### Records provided
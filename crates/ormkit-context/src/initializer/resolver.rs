//! Choosing the initializer for a context

use std::collections::{HashMap, HashSet};
use std::sync::Arc;

use ormkit_core::{AppConfig, ContextType, DISABLED_INITIALIZER, OrmError, Result};
use parking_lot::RwLock;

use super::{
    CREATE_DATABASE_IF_NOT_EXISTS, CreateDatabaseIfNotExists, DROP_CREATE_DATABASE_ALWAYS,
    DROP_CREATE_DATABASE_IF_MODEL_CHANGES, DatabaseInitializer, DropCreateDatabaseAlways,
    DropCreateDatabaseIfModelChanges, NULL_INITIALIZER, NullDatabaseInitializer,
};
use crate::InternalContext;

/// Creates an initializer from a name found in the config
pub type InitializerFactory = Arc<dyn Fn() -> Arc<dyn DatabaseInitializer> + Send + Sync>;

/// Picks the initializer for a context.
///
/// Precedence, first match wins:
///
/// 1. a suppressed context type, or a context whose initializer was
///    disabled by a `DbContextInfo`, gets the null initializer
/// 2. the `contexts` section of the app config
/// 3. the legacy `DatabaseInitializerForType <type>` app setting
/// 4. an initializer registered in code for the context type
/// 5. the context's default initializer
/// 6. the null initializer
#[derive(Default)]
pub struct InitializerResolver {
    registered: RwLock<HashMap<ContextType, Arc<dyn DatabaseInitializer>>>,
    suppressed: RwLock<HashSet<ContextType>>,
    named: RwLock<HashMap<String, InitializerFactory>>,
}

fn named_key(name: &str) -> String {
    name.trim().to_ascii_lowercase()
}

impl InitializerResolver {
    pub fn new() -> Self {
        Self::default()
    }

    /// Register the initializer for a context type, replacing any earlier one
    pub fn set_initializer(&self, context_type: ContextType, initializer: Arc<dyn DatabaseInitializer>) {
        tracing::debug!(context = %context_type, initializer = initializer.name(), "registered initializer");
        self.registered.write().insert(context_type, initializer);
    }

    /// Register the null initializer for a context type
    pub fn disable_initializer(&self, context_type: ContextType) {
        self.set_initializer(context_type, Arc::new(NullDatabaseInitializer));
    }

    /// Turn initialization off for a context type, whatever the config says
    pub fn suppress(&self, context_type: ContextType) {
        self.suppressed.write().insert(context_type);
    }

    pub fn unsuppress(&self, context_type: ContextType) {
        self.suppressed.write().remove(&context_type);
    }

    pub fn is_suppressed(&self, context_type: ContextType) -> bool {
        self.suppressed.read().contains(&context_type)
    }

    /// Make a custom initializer available by name to the config. Names are
    /// matched ignoring case and surrounding whitespace.
    pub fn register_named(&self, name: impl AsRef<str>, factory: InitializerFactory) {
        self.named.write().insert(named_key(name.as_ref()), factory);
    }

    /// Create an initializer from its config name
    pub fn by_name(&self, name: &str) -> Result<Arc<dyn DatabaseInitializer>> {
        let name = name.trim();
        // The factory runs after the lock is released; it may register more names.
        let factory = self.named.read().get(&named_key(name)).cloned();
        if let Some(factory) = factory {
            return Ok(factory());
        }

        let initializer: Arc<dyn DatabaseInitializer> = if name.eq_ignore_ascii_case(DISABLED_INITIALIZER)
            || name.eq_ignore_ascii_case(NULL_INITIALIZER)
        {
            Arc::new(NullDatabaseInitializer)
        } else if name.eq_ignore_ascii_case(CREATE_DATABASE_IF_NOT_EXISTS) {
            Arc::new(CreateDatabaseIfNotExists::new())
        } else if name.eq_ignore_ascii_case(DROP_CREATE_DATABASE_ALWAYS) {
            Arc::new(DropCreateDatabaseAlways::new())
        } else if name.eq_ignore_ascii_case(DROP_CREATE_DATABASE_IF_MODEL_CHANGES) {
            Arc::new(DropCreateDatabaseIfModelChanges::new())
        } else {
            return Err(OrmError::UnknownInitializer(name.to_string()));
        };
        Ok(initializer)
    }

    /// Initializer configured for a context type, if the config names one
    fn from_config(
        &self,
        config: &AppConfig,
        context_type: ContextType,
    ) -> Result<Option<Arc<dyn DatabaseInitializer>>> {
        let type_name = context_type.database_name();

        if let Some(settings) = config.context_settings(&type_name) {
            if settings.disable_database_initialization {
                return Ok(Some(Arc::new(NullDatabaseInitializer)));
            }
            if let Some(name) = settings
                .database_initializer
                .as_deref()
                .filter(|name| !name.trim().is_empty())
            {
                return self.by_name(name).map(Some);
            }
        }

        match config.legacy_initializer(&type_name) {
            Some(name) => self.by_name(name).map(Some),
            None => Ok(None),
        }
    }

    /// Resolve the initializer for `context`
    pub fn resolve(&self, context: &dyn InternalContext) -> Result<Arc<dyn DatabaseInitializer>> {
        let context_type = context.context_type();

        if context.base().initializer_disabled() || self.is_suppressed(context_type) {
            return Ok(Arc::new(NullDatabaseInitializer));
        }

        if let Some(initializer) = self.from_config(&context.app_config(), context_type)? {
            return Ok(initializer);
        }

        if let Some(initializer) = self.registered.read().get(&context_type) {
            return Ok(initializer.clone());
        }

        Ok(context
            .default_initializer()
            .unwrap_or_else(|| Arc::new(NullDatabaseInitializer)))
    }
}

impl std::fmt::Debug for InitializerResolver {
    fn fmt(&self, f: &mut std::fmt::Formatter<'_>) -> std::fmt::Result {
        f.debug_struct("InitializerResolver")
            .field("registered", &self.registered.read().len())
            .field("suppressed", &self.suppressed.read().len())
            .field("named", &self.named.read().keys().collect::<Vec<_>>())
            .finish()
    }
}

### Work request
Copy whichever lines in the listing above hold "DropCreateDatabaseIfModelChanges".

### Exercise result
    DropCreateDatabaseIfModelChanges, NULL_INITIALIZER, NullDatabaseInitializer,
            Arc::new(DropCreateDatabaseIfModelChanges::new())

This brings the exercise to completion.